О, долина Ронсеваля,
Чуть твое услышу имя,
В сердце дрогнет, расцветая,
Незабудка голубая».
Это тоже Гейне. Голова стрелка-карабинера была, однако, довольно плотно набита стихотворными текстами. Позже, в другом полку и в другой ситуации, я читал своим друзьям стихи, о существовании которых они не подозревали.
27.ХІІ.1954. «У нас два раза в неделю кино. Вчера, в воскресенье , — смотрел „Дети партизана". Картина на уровне, но что мне там понравилось, так это — лес. Много и хорошо показан не здешний, а наш западный настоящий лес. Как в Михайловском. Михайловское... Какие хорошие были времена! А еще лучше воспоминания. „Что пройдет, то будет мило“».
24.1.1955. «Знаете, последнее время мне снятся хорошие сны. Мне снилось, что я в Михайловском. Погулял по хорошему зеленому лесу. От портрета (В сороковые годы над аркой при входе в Михайловский лес со стороны Бугрова висел огромный портрет Пушкина.— Я. Г.) прошел к Маленцу, вдоль дороги там растут крепкие темноголовые маслята с пленкой на губке... Вы тоже были там и вместе ходили по лесу. Хороший сон, правда? После таких снов неприятно просыпаться при подъеме».
Михайловское я вспоминал не только в тяжелые совгаванские времена, но и позже — во времена куда более благоприятные — в Забайкалье.
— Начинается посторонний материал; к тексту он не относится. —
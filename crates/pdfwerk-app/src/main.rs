// SPDX-License-Identifier: PMPL-1.0-or-later
// Copyright (c) 2026 Jonathan D.A. Jewell (hyperpolymath) <jonathan.jewell@open.ac.uk>
//
// pdfwerk — desktop PDF toolkit
//
// Entry point. Initialises logging, loads settings, and runs one command.

mod cli;
mod commands;
mod prompt;
mod report;
mod services;

use std::process::ExitCode;

use clap::Parser;
use pdfwerk_core::ErrorKind;

use cli::Cli;
use services::app_services::AppServices;
use services::picker::Picker;

fn main() -> ExitCode {
    tracing_subscriber::fmt()
        .with_env_filter(
            tracing_subscriber::EnvFilter::try_from_default_env()
                .unwrap_or_else(|_| tracing_subscriber::EnvFilter::new("info")),
        )
        .with_writer(std::io::stderr)
        .init();

    let cli = Cli::parse();
    tracing::info!("pdfwerk starting");

    let mut services = AppServices::init();
    match commands::run(cli.command, &mut services, Picker::new(!cli.no_dialogs)) {
        Ok(code) => code,
        Err(err) if err.is_cancelled() => {
            tracing::info!("operation cancelled");
            ExitCode::SUCCESS
        }
        Err(err) => {
            report::print_error(&err);
            match err.kind() {
                ErrorKind::InvalidInput => ExitCode::from(2),
                _ => ExitCode::FAILURE,
            }
        }
    }
}
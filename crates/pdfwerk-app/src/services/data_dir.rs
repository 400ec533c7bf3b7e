// SPDX-License-Identifier: PMPL-1.0-or-later
// Copyright (c) 2026 Jonathan D.A. Jewell (hyperpolymath) <jonathan.jewell@open.ac.uk>
//
// Platform-aware data directory resolution.

use std::path::PathBuf;

/// Return the application data directory, creating it if needed.
pub fn data_dir() -> PathBuf {
    let base = base_dir(
        std::env::var("XDG_DATA_HOME").ok(),
        std::env::var("HOME").ok(),
    );
    let dir = base.join("pdfwerk");
    std::fs::create_dir_all(&dir).ok();
    dir
}

/// XDG data dir, then `~/.local/share`, then the temp dir.
fn base_dir(xdg_data_home: Option<String>, home: Option<String>) -> PathBuf {
    if let Some(xdg) = xdg_data_home.filter(|value| !value.is_empty()) {
        return PathBuf::from(xdg);
    }
    if let Some(home) = home.filter(|value| !value.is_empty()) {
        return PathBuf::from(home).join(".local").join("share");
    }
    std::env::temp_dir()
}
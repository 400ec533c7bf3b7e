// SPDX-License-Identifier: PMPL-1.0-or-later
// Copyright (c) 2026 Jonathan D.A. Jewell (hyperpolymath) <jonathan.jewell@open.ac.uk>
//
// PDF module: the lopdf codec, page-range extraction, merging, text, and
// image-page document creation.

pub mod optimize;
pub mod reader;
pub mod writer;

pub use optimize::LopdfCodec;
pub use reader::PdfReader;
pub use writer::PdfWriter;
// SPDX-License-Identifier: PMPL-1.0-or-later
// Copyright (c) 2026 Jonathan D.A. Jewell (hyperpolymath) <jonathan.jewell@open.ac.uk>
//
// Intake classification. Paths from a dialog, a drop, or the command line
// are filtered the same way before any operation sees them.

use std::collections::HashSet;
use std::path::{Path, PathBuf};

use pdfwerk_core::Operation;
use tracing::debug;

/// Keep the regular files among `paths` whose extension is in `accepted`.
///
/// Extensions compare case-insensitively, with or without a leading dot.
/// Order is preserved and duplicates are dropped. With `want_multiple` unset
/// only the first match is returned. `None` means nothing qualified and the
/// caller should fall back to asking the user.
pub fn classify<P: AsRef<Path>>(
    paths: &[P],
    accepted: &[&str],
    want_multiple: bool,
) -> Option<Vec<PathBuf>> {
    let accepted: HashSet<String> = accepted
        .iter()
        .map(|ext| ext.trim_start_matches('.').to_ascii_lowercase())
        .collect();

    let mut seen = HashSet::new();
    let mut matched = Vec::new();
    for path in paths {
        let path = path.as_ref();
        let extension_ok = path
            .extension()
            .and_then(|ext| ext.to_str())
            .is_some_and(|ext| accepted.contains(&ext.to_ascii_lowercase()));
        if !extension_ok || !path.is_file() || !seen.insert(path.to_path_buf()) {
            continue;
        }
        matched.push(path.to_path_buf());
        if !want_multiple {
            break;
        }
    }

    debug!(offered = paths.len(), matched = matched.len(), "Intake classified");
    if matched.is_empty() { None } else { Some(matched) }
}

/// Files handed to the application ahead of an operation, e.g. by a drop
/// or on the command line. Consumed by the next operation that accepts them.
#[derive(Debug, Default, Clone)]
pub struct IntakeContext {
    dropped: Vec<PathBuf>,
}

impl IntakeContext {
    pub fn with_dropped(paths: impl IntoIterator<Item = PathBuf>) -> Self {
        Self {
            dropped: paths.into_iter().collect(),
        }
    }

    pub fn is_empty(&self) -> bool {
        self.dropped.is_empty()
    }

    /// Classify the pending files for `operation` and clear them.
    pub fn take_for(&mut self, operation: Operation) -> Option<Vec<PathBuf>> {
        let dropped = std::mem::take(&mut self.dropped);
        classify(
            &dropped,
            operation.accepted_extensions(),
            operation.wants_multiple(),
        )
    }
}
20.IV.1955. «У меня все в норме. Здоров, сыт, одет. Скоро получим новое обмундирование. Давно ли в С. Гавани я получал первую пару! А уже скоро семь месяцев. Пятая часть службы позади. 14-го был юбилей — полгода. Прошло самое трудное время — первая зима. Быстро, правда? Что за погода в Питере? У нас тепло, жаворонки болтаются над степью, поют. Помните, мы шли как-то из Тригорского, а на столбике, недалеко от ямы, где лежала когда-то пушка, сидел жаворонок и роскошно пел. Мы остановились и слушали. С нами был дядя Саша. (Старший брат отца, которого ко времени моей службы уже не было в живых.— Я. Г.). Многое прошло с тех пор, и то время помнится очень хорошим, Пожалуй, оно и в самом деле было неплохим. Было?»